Neurological examination was somewhat curious; there
appeared to be complete anaesthesia of the entire left lower limb other than the medial border of the foot. Reflexes were normal and equal but the left lower limb showed generally reduced muscle strength. Neural tension tests interestingly were all negative (although these tests are acknowledged as being somewhat unreliable) percussion was unremarkable. Peripheral pulses were slightly reduced on the left. Provocative testing for sacroiliac
involvement appeared positive on the left.
Ms A had already seen her GP and had been prescribed diazepam
and ibuprofen. Treatment was directed to restore a degree of function to the left S/I joint and relieve the acute pain associated with this. Gentle conservative approaches were used given the severity of discomfort. This took the form of rhythmic oscillatory mobilisation of the S/I and lumbar spine and soft tissue treatment of the involved musculature. A knee swinging exercise was recommended to improve proprioceptive ability in the lower back
After the first treatment 5 days later Ms A noted a significant increase in mobility and reduction in pain. Of more interest was the observation that slight sensations had been noted in the previously anaesthetic left lower leg. On testing the L5 dermatome exhibited some sensitivity to both light touch, and vibration.

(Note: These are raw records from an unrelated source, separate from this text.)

use std::fs;
use std::path::Path;

use serde::{Deserialize, Serialize};

use crate::panel::qc::error::{QcError, Result};

/// A sum of component fields that must not exceed a parent field.
#[derive(Debug, Clone, PartialEq, Serialize, Deserialize)]
pub struct ComponentBound {
    /// Fields summed on the left-hand side.
    pub parts: Vec<String>,
    /// Field the sum is bounded by.
    pub parent: String,
    /// Human readable explanation used in the anomaly message.
    #[serde(default)]
    pub description: String,
}

impl ComponentBound {
    pub fn new(parts: &[&str], parent: &str, description: &str) -> Self {
        Self {
            parts: parts.iter().map(|part| part.to_string()).collect(),
            parent: parent.to_string(),
            description: description.to_string(),
        }
    }

    /// Name reported in `field_name`, e.g. `cash_and_equivalents/inventory`.
    pub fn field_label(&self) -> String {
        self.parts.join("/")
    }
}

/// Thresholds and field lists consumed by the validation rules.
///
/// Each threshold feeds exactly one rule family: the growth bounds the
/// outlier check, `market_cap_tolerance` the shares × price comparison and
/// `accounting_tolerance` the balance sheet identity.
#[derive(Debug, Clone, PartialEq, Serialize, Deserialize)]
#[serde(default)]
pub struct QcConfig {
    pub growth_lower: f64,
    pub growth_upper: f64,
    pub market_cap_tolerance: f64,
    pub accounting_tolerance: f64,
    pub ownership_fields: Vec<String>,
    /// Balances stored as non-negative amounts.
    pub non_negative_fields: Vec<String>,
    /// Costs stored as outflows, so never positive.
    pub non_positive_fields: Vec<String>,
    pub dummy_fields: Vec<String>,
    pub component_bounds: Vec<ComponentBound>,
    /// Fill a missing share price from market value / shares after merging.
    pub derive_share_price: bool,
}

impl Default for QcConfig {
    fn default() -> Self {
        Self {
            growth_lower: -0.95,
            growth_upper: 5.0,
            market_cap_tolerance: 0.05,
            accounting_tolerance: 0.05,
            ownership_fields: strings(&[
                "managerial_inside_own",
                "state_own",
                "institutional_own",
                "foreign_own",
            ]),
            non_negative_fields: strings(&[
                "total_sales_revenue",
                "net_sales",
                "total_assets",
                "intangible_assets_net",
                "total_liabilities",
                "cash_and_equivalents",
                "long_term_debt",
                "current_assets",
                "current_liabilities",
                "inventory",
                "dividend_cash_paid",
                "net_ppe",
                "wip_goods_purchase",
                "merchandise_purchase_year",
                "firm_age",
                "employees_count",
            ]),
            non_positive_fields: strings(&[
                "selling_expenses",
                "general_admin_expenses",
                "manufacturing_overhead",
                "raw_material_consumption",
                "outside_manufacturing_expenses",
                "production_cost",
                "rnd_expenses",
                "capex",
            ]),
            dummy_fields: strings(&["product_innovation", "process_innovation"]),
            component_bounds: vec![
                ComponentBound::new(
                    &["current_assets"],
                    "total_assets",
                    "current assets exceed total assets",
                ),
                ComponentBound::new(
                    &["cash_and_equivalents", "inventory"],
                    "current_assets",
                    "cash and inventory exceed current assets",
                ),
                ComponentBound::new(
                    &["net_ppe", "intangible_assets_net"],
                    "total_assets",
                    "PP&E and intangible assets exceed total assets",
                ),
                ComponentBound::new(
                    &["long_term_debt", "current_liabilities"],
                    "total_liabilities",
                    "long-term debt and current liabilities exceed total liabilities",
                ),
                ComponentBound::new(&["net_income"], "net_sales", "net income exceeds net sales"),
                ComponentBound::new(
                    &["net_sales"],
                    "total_sales_revenue",
                    "net sales exceed total sales revenue",
                ),
            ],
            derive_share_price: false,
        }
    }
}

impl QcConfig {
    /// Loads a TOML file; keys it omits keep their defaults.
    pub fn from_toml_file(path: &Path) -> Result<Self> {
        if !path.exists() {
            return Err(QcError::MissingInput(path.to_path_buf()));
        }
        let source = fs::read_to_string(path)?;
        Self::from_toml_str(&source)
    }

    pub fn from_toml_str(source: &str) -> Result<Self> {
        let config: QcConfig = toml::from_str(source)?;
        config.validate()?;
        Ok(config)
    }

    /// Rejects thresholds no rule could evaluate meaningfully.
    pub fn validate(&self) -> Result<()> {
        if !self.growth_lower.is_finite() || !self.growth_upper.is_finite() {
            return Err(QcError::InvalidConfig("growth bounds must be finite".into()));
        }
        if self.growth_lower >= self.growth_upper {
            return Err(QcError::InvalidConfig(format!(
                "growth_lower ({}) must be below growth_upper ({})",
                self.growth_lower, self.growth_upper
            )));
        }
        for (name, value) in [
            ("market_cap_tolerance", self.market_cap_tolerance),
            ("accounting_tolerance", self.accounting_tolerance),
        ] {
            if !value.is_finite() || value < 0.0 {
                return Err(QcError::InvalidConfig(format!(
                    "{name} must be a non-negative number, got {value}"
                )));
            }
        }
        if let Some(bound) = self.component_bounds.iter().find(|b| b.parts.is_empty()) {
            return Err(QcError::InvalidConfig(format!(
                "component bound on '{}' has no parts",
                bound.parent
            )));
        }
        Ok(())
    }
}

fn strings(items: &[&str]) -> Vec<String> {
    items.iter().map(|item| item.to_string()).collect()
}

On the third visit Ms A felt very much improved and extremely grateful that sensation in her left leg after 16 years was now all but back to normal (1 year follow up indicated that the improvement had been maintained).
Was the actual treatment responsible for the resolution of her long term paraesthesia? Could the strenuous exertion of mucking out the stable and moving into awkward postures have triggered off some recovery mechanism? Is it likely that nerves which have been dysfunctional for 16 years can recover in a matter of weeks? Was her problem vascular rather than neurological, mediated via the sympathetic outflow to the lower limb rather than somatic innervation?
[boxibt style=”success”]Case Courtesy of
THE BRITISH COLLEGE OF NATUROPATHY AND OSTEOPATHY
3 Sumpter Close
120-122 Finchley Road
London NW3 5HR
Tel: 020 7435 6464
Fax: 020 7431 3630
Details of training can be obtained from the Registrar at the above address
There is an out-patient clinic at the College
For further details and appointments, telephone 020 7435 7830[/boxibt]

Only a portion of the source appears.